The role of vitreous cortex remnants in proliferative vitreoretinopathy formation demonstrated by histopathology: A case report

Koen A van Overdam a,, Eelco M Busch b, Robert M Verdijk c, Claire WA Pennekamp a
PMCID: PMC8501493  PMID: 34646961

Abstract

Purpose

The pathogenesis of proliferative vitreoretinopathy (PVR), the most important cause of retinal detachment surgery failure, is still not fully understood. We previously hypothesized a causal link between vitreoschisis-induced vitreous cortex remnants (VCR) and PVR formation. The purpose of this case report is to demonstrate this association by showing the clinical occurrence of PVR in the presence of VCR across the retinal surface, illustrated by histopathological analysis.

Observations

A 69-year-old male was referred because of widespread epiretinal membrane formation after treatment of recurrent retinal detachments. During surgery with extensive membrane peeling, a large continuous membrane was peeled from the superior arcade towards the inferior temporal mid-periphery. Histopathological analysis of this membrane revealed areas with different characteristics: paucicellular laminar collagen-rich areas, suggestive for VCR, areas with increased cellularity, and more fibrotic areas with low cellularity.

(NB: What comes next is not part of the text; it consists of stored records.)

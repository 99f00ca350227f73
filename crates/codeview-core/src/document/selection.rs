//! Selection setters, selection text and horizontal motion.

use super::Document;
use crate::bidi::{BidiSpan, Direction, bidi_ordering};
use crate::change::Change;
use crate::error::DocError;
use crate::movement::{MoveDir, end_of_line, move_logically, move_visually};
use crate::operation::DocEvent;
use crate::pos::Pos;
use crate::selection_set::{Collapse, Range, Selection, compute_replaced_sel, extend_range, normalize_selection};
use std::time::Instant;

/// Options of the selection setters.
#[derive(Debug, Clone, PartialEq, Eq)]
pub struct SelectionOptions {
    /// Origin used for merging selection events in the history.
    pub origin: Option<String>,
    /// Direction to leave atomic markers in. By default it follows the movement of the primary
    /// head.
    pub bias: Option<MoveDir>,
    /// Drop pending redo selection events.
    pub clear_redo: bool,
}

impl Default for SelectionOptions {
    fn default() -> Self {
        Self {
            origin: None,
            bias: None,
            clear_redo: true,
        }
    }
}

impl SelectionOptions {
    /// Options with an origin.
    pub fn with_origin(origin: &str) -> Self {
        Self {
            origin: Some(origin.to_string()),
            ..Self::default()
        }
    }
}

/// Unit of [`Document::move_h`].
#[derive(Debug, Clone, Copy, PartialEq, Eq, Default)]
pub enum MoveUnit {
    /// One grapheme, wrapping to the neighbouring line at the edges.
    #[default]
    Char,
    /// One grapheme, staying on the line.
    Column,
}

/// Result of [`Document::move_h`].
#[derive(Debug, Clone, Copy, PartialEq, Eq)]
pub struct Motion {
    /// Where the cursor ends up.
    pub pos: Pos,
    /// The move was blocked by the document or line edge.
    pub hit_side: bool,
}

impl Document {
    /// Current selection.
    pub fn selection(&self) -> &Selection {
        &self.sel
    }

    /// `true` if any range is non-empty.
    pub fn something_selected(&self) -> bool {
        self.sel.something_selected()
    }

    /// Text of every range, in document order.
    pub fn get_selections(&self, sep: Option<&str>) -> Vec<String> {
        let sep = self.separator(sep);
        self.sel
            .ranges
            .iter()
            .map(|r| self.lines_between(r.from(), r.to()).join(sep))
            .collect()
    }

    /// Text of all ranges, joined with `sep` (or the configured separator).
    pub fn get_selection(&self, sep: Option<&str>) -> String {
        let lines: Vec<String> = self
            .sel
            .ranges
            .iter()
            .flat_map(|r| self.lines_between(r.from(), r.to()))
            .collect();
        lines.join(self.separator(sep))
    }

    /// Replace the selection and record it in the history.
    pub fn set_selection(&mut self, sel: Selection, options: SelectionOptions) {
        self.operation(|doc| {
            let ranges = sel
                .ranges
                .iter()
                .map(|r| Range::new(doc.clip_pos(r.anchor), doc.clip_pos(r.head)))
                .collect();
            let sel = normalize_selection(ranges, sel.prim_index, doc.config.selections_may_touch);
            doc.set_selection_no_undo(sel, options.bias);
            let now = Instant::now();
            doc.history.borrow_mut().add_selection(
                doc.sel.clone(),
                doc.op.id,
                options.origin.as_deref(),
                options.clear_redo,
                now,
            );
        });
    }

    /// Replace the selection with `ranges`. An empty list is ignored.
    pub fn set_selections(&mut self, ranges: Vec<Range>, primary: Option<usize>, options: SelectionOptions) {
        if ranges.is_empty() {
            return;
        }
        let prim = primary.unwrap_or(self.sel.prim_index).min(ranges.len() - 1);
        self.set_selection(
            Selection {
                ranges,
                prim_index: prim,
            },
            options,
        );
    }

    /// Collapse the selection to a cursor at `pos`.
    pub fn set_cursor(&mut self, pos: Pos) {
        self.set_selection(Selection::cursor(pos), SelectionOptions::default());
    }

    /// Turn shift-extend mode on or off.
    pub fn set_extending(&mut self, extending: bool) {
        self.extend = extending;
    }

    /// `true` in shift-extend mode.
    pub fn extending(&self) -> bool {
        self.extend
    }

    /// Move the primary head to `head`, keeping the anchor in extend mode. Other ranges are
    /// dropped.
    pub fn extend_selection(&mut self, head: Pos, other: Option<Pos>, options: SelectionOptions) {
        let head = self.clip_pos(head);
        let other = other.map(|p| self.clip_pos(p));
        let range = extend_range(self.sel.primary(), head, other, self.extend);
        self.set_selection(
            Selection {
                ranges: vec![range],
                prim_index: 0,
            },
            options,
        );
    }

    /// Add a range and make it primary.
    pub fn add_selection(&mut self, anchor: Pos, head: Option<Pos>) {
        let anchor = self.clip_pos(anchor);
        let head = head.map_or(anchor, |h| self.clip_pos(h));
        let mut ranges = self.sel.ranges.clone();
        let prim = ranges.len();
        ranges.push(Range::new(anchor, head));
        let sel = normalize_selection(ranges, prim, self.config.selections_may_touch);
        self.set_selection(sel, SelectionOptions::default());
    }

    /// Replace every selected range with `text`.
    ///
    /// Fails without changing anything if a read-only marker intersects one of the ranges.
    ///
    /// ```rust
    /// use codeview_core::{Collapse, Document, Pos, Range};
    ///
    /// let mut doc = Document::new("a b c");
    /// doc.set_selections(
    ///     vec![Range::new(Pos::new(0, 0), Pos::new(0, 1)), Range::new(Pos::new(0, 4), Pos::new(0, 5))],
    ///     None,
    ///     Default::default(),
    /// );
    /// doc.replace_selection("xy", Collapse::Around, None).unwrap();
    /// assert_eq!(doc.get_value(None), "xy b xy");
    /// assert_eq!(doc.get_selection(Some("|")), "xy|xy");
    /// ```
    pub fn replace_selection(&mut self, text: &str, collapse: Collapse, origin: Option<&str>) -> Result<(), DocError> {
        let lines = self.config.split_lines(text);
        let changes: Vec<Change> = self
            .sel
            .ranges
            .iter()
            .map(|r| {
                let mut change = Change::from_lines(r.from(), r.to(), lines.clone());
                change.origin = origin.map(str::to_string);
                change
            })
            .collect();
        for change in &changes {
            self.check_read_only(change)?;
        }
        let new_sel = (collapse != Collapse::End)
            .then(|| compute_replaced_sel(&self.sel, &changes, collapse, self.first));
        self.operation(|doc| {
            for change in changes.into_iter().rev() {
                doc.make_change(change, true)?;
            }
            if let Some(sel) = new_sel {
                let replaced = doc.history.borrow_mut().replace_top_selection(sel.clone());
                if replaced {
                    doc.set_selection_no_undo(sel, None);
                } else {
                    doc.set_selection(sel, SelectionOptions::default());
                }
            }
            Ok(())
        })
    }

    /// Set the selection without touching the history; endpoints leave atomic markers.
    pub(crate) fn set_selection_no_undo(&mut self, sel: Selection, bias: Option<MoveDir>) {
        let bias = bias.unwrap_or_else(|| {
            if sel.primary().head < self.sel.primary().head {
                MoveDir::Backward
            } else {
                MoveDir::Forward
            }
        });
        let sel = self.skip_atomic_in_selection(sel, bias, true);
        self.set_selection_inner(sel);
    }

    pub(crate) fn set_selection_inner(&mut self, sel: Selection) {
        if sel == self.sel {
            return;
        }
        self.sel = sel;
        self.op.push(DocEvent::CursorActivity);
    }

    /// Visual run order of line `n` under the configured direction; `None` when the line
    /// needs no reordering.
    pub fn bidi_order(&mut self, n: usize) -> Result<Option<Vec<BidiSpan>>, DocError> {
        let id = self.check_line(n)?;
        let direction = self.config.direction;
        let line = self.tree.line_mut(id);
        if let Some((cached, order)) = &line.bidi {
            if *cached == direction {
                return Ok(order.clone());
            }
        }
        let order = bidi_ordering(line.text(), direction);
        line.bidi = Some((direction, order.clone()));
        Ok(order)
    }

    /// Change the base text direction. Cached orderings are dropped.
    pub fn set_direction(&mut self, direction: Direction) {
        if self.config.direction == direction {
            return;
        }
        self.config.direction = direction;
        for id in self.tree.ids(0, self.tree.len()) {
            self.tree.line_mut(id).bidi = None;
        }
    }

    /// Position one step from `pos` in direction `dir`, skipping atomic markers.
    ///
    /// With `visually`, `dir` is screen direction and bidirectional runs are honoured.
    ///
    /// ```rust
    /// use codeview_core::{Document, MoveDir, MoveUnit, Pos};
    ///
    /// let mut doc = Document::new("ab\ncd");
    /// let motion = doc.move_h(Pos::new(0, 2), MoveDir::Forward, MoveUnit::Char, false);
    /// assert_eq!(motion.pos, Pos::new(1, 0));
    /// let motion = doc.move_h(Pos::new(1, 2), MoveDir::Forward, MoveUnit::Char, false);
    /// assert!(motion.hit_side);
    /// ```
    pub fn move_h(&mut self, pos: Pos, dir: MoveDir, unit: MoveUnit, visually: bool) -> Motion {
        let old = self.clip_pos(pos);
        let line_dir = if visually && self.config.direction == Direction::Rtl {
            dir.reverse()
        } else {
            dir
        };
        let direction = self.config.direction;
        let order = self.bidi_order(old.line).ok().flatten();
        let text = self.text_at(old.line);
        let next = if visually {
            move_visually(text, order.as_deref(), direction, old, dir)
        } else {
            move_logically(text, old, dir)
        };
        let moved = match next {
            Some(next) => Some(next),
            None if unit == MoveUnit::Char => {
                let line = match line_dir {
                    MoveDir::Backward => old.line.checked_sub(1).filter(|&l| l >= self.first),
                    MoveDir::Forward => Some(old.line + 1).filter(|&l| l <= self.last_line()),
                };
                line.map(|line| {
                    let order = self.bidi_order(line).ok().flatten();
                    end_of_line(self.text_at(line), order.as_deref(), direction, line, line_dir, visually)
                })
            }
            None => None,
        };
        let target = moved.unwrap_or(old);
        let pos = self.operation(|doc| doc.skip_atomic(target, Some(old), dir, true));
        Motion {
            pos,
            hit_side: pos.same_cursor(&old),
        }
    }
}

The immunohistochemical analysis identified cell type variety in these areas: collagen-rich areas showed glial cells and hyalocytes, while in areas with high cellularity fibroblasts, macrophages and retinal pigment epithelial cells were found, which have previously been shown to play an important role in the development of PVR as they can transdifferentiate into myofibroblasts, which were seen in the more fibrotic areas.

Conclusions and importance

These findings support the theory that VCR have a role in PVR development, where VCR can act as a scaffold for fibrocellular proliferation. We suggest that the presence of VCR over the retinal surface should be qualified as a risk factor for PVR formation. Detection and adequate removal of VCR may improve the success rate of retinal detachment surgery.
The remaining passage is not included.